Task to carry out: Scan the records below and copy every line that contains the string "LaneMask".
=====
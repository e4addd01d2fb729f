//! Query entry points.

use log::debug;

use crate::error::{KernelError, Result};
use crate::filter::{GeometryLookup, NoFilters};
use crate::lanes::LaneMask;
use crate::node::{Hierarchy, MAX_DEPTH};
use crate::ray::{Ray, RayPacket, TraceRay, OCCLUDED_ID};
use crate::settings::TraversalSettings;
use crate::stats::TraversalStats;

/// Closest-hit and occlusion queries over one hierarchy.
///
/// An intersector only borrows the hierarchy and the geometry lookup, so it
/// is cheap to create and can be shared between threads that trace disjoint
/// packets.
pub struct Intersector<'a, H: Hierarchy + ?Sized, G: GeometryLookup + ?Sized = NoFilters> {
    pub(crate) bvh: &'a H,
    pub(crate) geometry: &'a G,
    pub(crate) settings: TraversalSettings,
}

impl<'a, H: Hierarchy + ?Sized> Intersector<'a, H, NoFilters> {
    /// Intersector with default settings and no filter callbacks.
    pub fn unfiltered(hierarchy: &'a H) -> Result<Self> {
        Self::new(hierarchy, &NoFilters, TraversalSettings::default())
    }
}

impl<'a, H, G> Intersector<'a, H, G>
where
    H: Hierarchy + ?Sized,
    G: GeometryLookup + ?Sized,
{
    /// Create an intersector.
    ///
    /// Fails if the settings are invalid or the hierarchy reports a depth
    /// the traversal stacks cannot hold.
    pub fn new(hierarchy: &'a H, geometry: &'a G, settings: TraversalSettings) -> Result<Self> {
        settings.validate()?;
        let depth = hierarchy.max_depth();
        if depth > MAX_DEPTH {
            return Err(KernelError::TooDeep {
                depth,
                max: MAX_DEPTH,
            });
        }
        debug!(
            "intersector ready: depth {}, switch threshold {}, descent switch {}",
            depth, settings.switch_threshold, settings.switch_on_descent
        );
        Ok(Self {
            bvh: hierarchy,
            geometry,
            settings,
        })
    }

    /// The hierarchy being traced.
    pub fn hierarchy(&self) -> &'a H {
        self.bvh
    }

    /// Active settings.
    pub fn settings(&self) -> &TraversalSettings {
        &self.settings
    }

    /// Closest-hit query for the `valid` lanes of a packet.
    ///
    /// Each hit lane gets its `tfar` lowered to the hit distance and its hit
    /// record filled in. Other lanes are left untouched.
    ///
    /// Between hits at the same distance the smaller `(geom_id, prim_id)`
    /// wins, so the result does not depend on the order leaves are visited.
    pub fn intersect(&self, valid: LaneMask, packet: &mut RayPacket) {
        let mut stats = TraversalStats::default();
        self.intersect_with_stats(valid, packet, &mut stats);
    }

    /// [`Intersector::intersect`], accumulating work counters into `stats`.
    pub fn intersect_with_stats(
        &self,
        valid: LaneMask,
        packet: &mut RayPacket,
        stats: &mut TraversalStats,
    ) {
        self.intersect_packet(valid & LaneMask::ALL, packet, stats);
    }

    /// Occlusion query for the `valid` lanes of a packet.
    ///
    /// Returns the occluded lanes. Their `geom_id` is set to
    /// [`OCCLUDED_ID`]; nothing else in the packet is written.
    pub fn occluded(&self, valid: LaneMask, packet: &mut RayPacket) -> LaneMask {
        let mut stats = TraversalStats::default();
        self.occluded_with_stats(valid, packet, &mut stats)
    }

    /// [`Intersector::occluded`], accumulating work counters into `stats`.
    pub fn occluded_with_stats(
        &self,
        valid: LaneMask,
        packet: &mut RayPacket,
        stats: &mut TraversalStats,
    ) -> LaneMask {
        self.occluded_packet(valid & LaneMask::ALL, packet, stats)
    }

    /// Closest-hit query for one ray.
    pub fn intersect_single(&self, ray: &mut Ray) {
        let mut stats = TraversalStats::default();
        self.intersect_single_with_stats(ray, &mut stats);
    }

    /// [`Intersector::intersect_single`], accumulating work counters into `stats`.
    pub fn intersect_single_with_stats(&self, ray: &mut Ray, stats: &mut TraversalStats) {
        let mut trace = TraceRay::from_ray(ray);
        if let Some(hit) = self.intersect_from(&mut trace, self.bvh.root(), ray.tnear, stats) {
            ray.record_hit(&hit);
        }
    }

    /// Occlusion query for one ray; an occluded ray gets `geom_id` [`OCCLUDED_ID`].
    pub fn occluded_single(&self, ray: &mut Ray) -> bool {
        let mut stats = TraversalStats::default();
        self.occluded_single_with_stats(ray, &mut stats)
    }

    /// [`Intersector::occluded_single`], accumulating work counters into `stats`.
    pub fn occluded_single_with_stats(&self, ray: &mut Ray, stats: &mut TraversalStats) -> bool {
        let mut trace = TraceRay::from_ray(ray);
        let occluded = self.occluded_from(&mut trace, self.bvh.root(), ray.tnear, stats);
        if occluded {
            ray.hit.geom_id = OCCLUDED_ID;
        }
        occluded
    }
}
=====
Result for this exercise:
use crate::lanes::LaneMask;
    pub fn intersect(&self, valid: LaneMask, packet: &mut RayPacket) {
        valid: LaneMask,
        self.intersect_packet(valid & LaneMask::ALL, packet, stats);
    pub fn occluded(&self, valid: LaneMask, packet: &mut RayPacket) -> LaneMask {
        valid: LaneMask,
    ) -> LaneMask {
        self.occluded_packet(valid & LaneMask::ALL, packet, stats)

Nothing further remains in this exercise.